What this task involves. Only the number is wanted: how many lines of the data contain "adapter"?

[Dataset entries]
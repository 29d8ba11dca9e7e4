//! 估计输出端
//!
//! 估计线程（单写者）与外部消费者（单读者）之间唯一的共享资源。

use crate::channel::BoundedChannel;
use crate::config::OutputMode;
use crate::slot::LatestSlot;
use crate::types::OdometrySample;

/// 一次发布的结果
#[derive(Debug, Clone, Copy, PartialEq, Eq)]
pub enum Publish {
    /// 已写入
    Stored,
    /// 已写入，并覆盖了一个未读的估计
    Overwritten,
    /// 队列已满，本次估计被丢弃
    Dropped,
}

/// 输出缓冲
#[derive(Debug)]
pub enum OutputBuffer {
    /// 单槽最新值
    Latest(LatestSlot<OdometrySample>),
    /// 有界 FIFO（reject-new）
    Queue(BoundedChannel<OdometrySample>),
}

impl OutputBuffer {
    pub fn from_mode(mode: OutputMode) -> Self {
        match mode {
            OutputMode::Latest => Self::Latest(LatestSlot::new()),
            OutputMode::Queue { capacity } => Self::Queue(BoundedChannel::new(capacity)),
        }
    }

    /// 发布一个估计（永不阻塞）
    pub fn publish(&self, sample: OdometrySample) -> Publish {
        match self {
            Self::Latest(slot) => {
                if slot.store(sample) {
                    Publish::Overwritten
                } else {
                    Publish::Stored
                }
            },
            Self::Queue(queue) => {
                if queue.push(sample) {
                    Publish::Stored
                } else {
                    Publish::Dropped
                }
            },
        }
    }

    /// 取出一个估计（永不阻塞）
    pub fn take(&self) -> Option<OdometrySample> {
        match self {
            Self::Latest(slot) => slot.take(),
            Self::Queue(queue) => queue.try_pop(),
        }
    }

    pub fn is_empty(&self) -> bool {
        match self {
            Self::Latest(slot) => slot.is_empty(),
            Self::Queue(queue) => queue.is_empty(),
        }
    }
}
* * *
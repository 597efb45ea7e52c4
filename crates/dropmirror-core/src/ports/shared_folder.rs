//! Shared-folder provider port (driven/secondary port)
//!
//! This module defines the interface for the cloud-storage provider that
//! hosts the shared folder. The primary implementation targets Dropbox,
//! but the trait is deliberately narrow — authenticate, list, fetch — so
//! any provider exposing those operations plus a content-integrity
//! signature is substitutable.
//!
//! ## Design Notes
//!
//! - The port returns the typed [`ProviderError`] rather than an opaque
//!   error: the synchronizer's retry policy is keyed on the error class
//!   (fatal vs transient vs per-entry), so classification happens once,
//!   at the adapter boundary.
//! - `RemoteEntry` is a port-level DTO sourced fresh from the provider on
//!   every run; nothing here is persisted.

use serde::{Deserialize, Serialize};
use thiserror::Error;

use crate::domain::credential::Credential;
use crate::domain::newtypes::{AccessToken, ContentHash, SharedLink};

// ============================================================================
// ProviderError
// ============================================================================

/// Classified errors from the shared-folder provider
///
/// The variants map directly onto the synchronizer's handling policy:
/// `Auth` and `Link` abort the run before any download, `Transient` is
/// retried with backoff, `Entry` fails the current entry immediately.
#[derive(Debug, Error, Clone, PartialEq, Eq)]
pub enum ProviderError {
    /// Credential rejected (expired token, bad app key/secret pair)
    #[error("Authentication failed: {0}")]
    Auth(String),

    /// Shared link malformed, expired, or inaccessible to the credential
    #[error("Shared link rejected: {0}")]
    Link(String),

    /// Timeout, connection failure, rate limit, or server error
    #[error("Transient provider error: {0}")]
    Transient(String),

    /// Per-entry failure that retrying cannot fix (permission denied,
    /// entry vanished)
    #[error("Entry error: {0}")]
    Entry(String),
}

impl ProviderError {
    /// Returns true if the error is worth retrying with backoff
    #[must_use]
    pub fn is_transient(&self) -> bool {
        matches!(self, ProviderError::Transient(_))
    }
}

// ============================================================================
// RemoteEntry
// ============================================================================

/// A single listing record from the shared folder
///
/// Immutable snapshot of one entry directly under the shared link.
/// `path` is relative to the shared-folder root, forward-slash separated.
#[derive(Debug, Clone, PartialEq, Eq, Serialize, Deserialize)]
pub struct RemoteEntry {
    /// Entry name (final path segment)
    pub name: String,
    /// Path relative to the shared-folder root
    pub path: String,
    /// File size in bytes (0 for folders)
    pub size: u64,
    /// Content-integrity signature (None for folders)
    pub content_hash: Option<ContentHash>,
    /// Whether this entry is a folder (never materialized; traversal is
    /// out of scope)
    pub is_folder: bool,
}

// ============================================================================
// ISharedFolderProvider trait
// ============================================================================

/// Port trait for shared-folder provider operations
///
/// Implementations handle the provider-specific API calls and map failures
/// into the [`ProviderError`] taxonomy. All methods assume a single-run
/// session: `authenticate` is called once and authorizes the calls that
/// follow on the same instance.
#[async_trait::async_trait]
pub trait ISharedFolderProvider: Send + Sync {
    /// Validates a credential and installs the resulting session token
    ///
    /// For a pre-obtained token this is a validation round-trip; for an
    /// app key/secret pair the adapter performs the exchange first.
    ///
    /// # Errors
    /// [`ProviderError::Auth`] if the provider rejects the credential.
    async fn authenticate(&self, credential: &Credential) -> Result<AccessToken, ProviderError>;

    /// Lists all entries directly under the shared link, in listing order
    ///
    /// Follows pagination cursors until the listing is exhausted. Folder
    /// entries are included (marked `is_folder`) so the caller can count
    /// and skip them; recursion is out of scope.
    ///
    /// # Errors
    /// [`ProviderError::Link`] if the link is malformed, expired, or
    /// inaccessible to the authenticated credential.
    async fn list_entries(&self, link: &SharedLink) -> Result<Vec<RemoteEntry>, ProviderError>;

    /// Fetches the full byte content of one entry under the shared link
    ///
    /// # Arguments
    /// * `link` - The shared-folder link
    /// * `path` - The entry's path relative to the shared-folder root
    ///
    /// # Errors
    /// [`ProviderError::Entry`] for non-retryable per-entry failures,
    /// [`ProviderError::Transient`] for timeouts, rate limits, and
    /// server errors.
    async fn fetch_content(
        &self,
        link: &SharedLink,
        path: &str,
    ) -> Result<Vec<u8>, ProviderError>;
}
* * *
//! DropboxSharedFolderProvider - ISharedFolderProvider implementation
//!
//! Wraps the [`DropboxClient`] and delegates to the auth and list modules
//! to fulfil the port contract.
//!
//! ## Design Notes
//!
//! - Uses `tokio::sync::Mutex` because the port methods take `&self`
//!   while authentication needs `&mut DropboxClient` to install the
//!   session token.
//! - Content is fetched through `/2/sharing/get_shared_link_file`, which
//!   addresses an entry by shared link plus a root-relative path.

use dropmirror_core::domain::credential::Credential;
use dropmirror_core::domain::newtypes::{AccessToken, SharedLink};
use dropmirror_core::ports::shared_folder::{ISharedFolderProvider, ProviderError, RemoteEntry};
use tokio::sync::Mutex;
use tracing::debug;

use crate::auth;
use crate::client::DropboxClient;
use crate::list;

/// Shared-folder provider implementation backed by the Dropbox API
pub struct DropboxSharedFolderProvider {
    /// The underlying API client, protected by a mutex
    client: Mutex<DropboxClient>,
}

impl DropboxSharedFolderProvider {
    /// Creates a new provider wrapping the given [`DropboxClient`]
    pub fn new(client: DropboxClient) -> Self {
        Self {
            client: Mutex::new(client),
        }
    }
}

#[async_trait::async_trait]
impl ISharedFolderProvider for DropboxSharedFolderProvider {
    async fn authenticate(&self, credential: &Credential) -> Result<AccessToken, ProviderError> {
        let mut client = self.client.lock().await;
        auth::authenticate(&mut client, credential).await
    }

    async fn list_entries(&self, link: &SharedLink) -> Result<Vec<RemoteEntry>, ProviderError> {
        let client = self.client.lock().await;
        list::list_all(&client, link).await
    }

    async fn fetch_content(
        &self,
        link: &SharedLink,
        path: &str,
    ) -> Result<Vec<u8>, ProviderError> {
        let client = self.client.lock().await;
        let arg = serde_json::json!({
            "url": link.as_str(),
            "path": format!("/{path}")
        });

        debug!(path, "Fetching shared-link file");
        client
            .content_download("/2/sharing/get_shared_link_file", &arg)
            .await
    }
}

Task answer. 2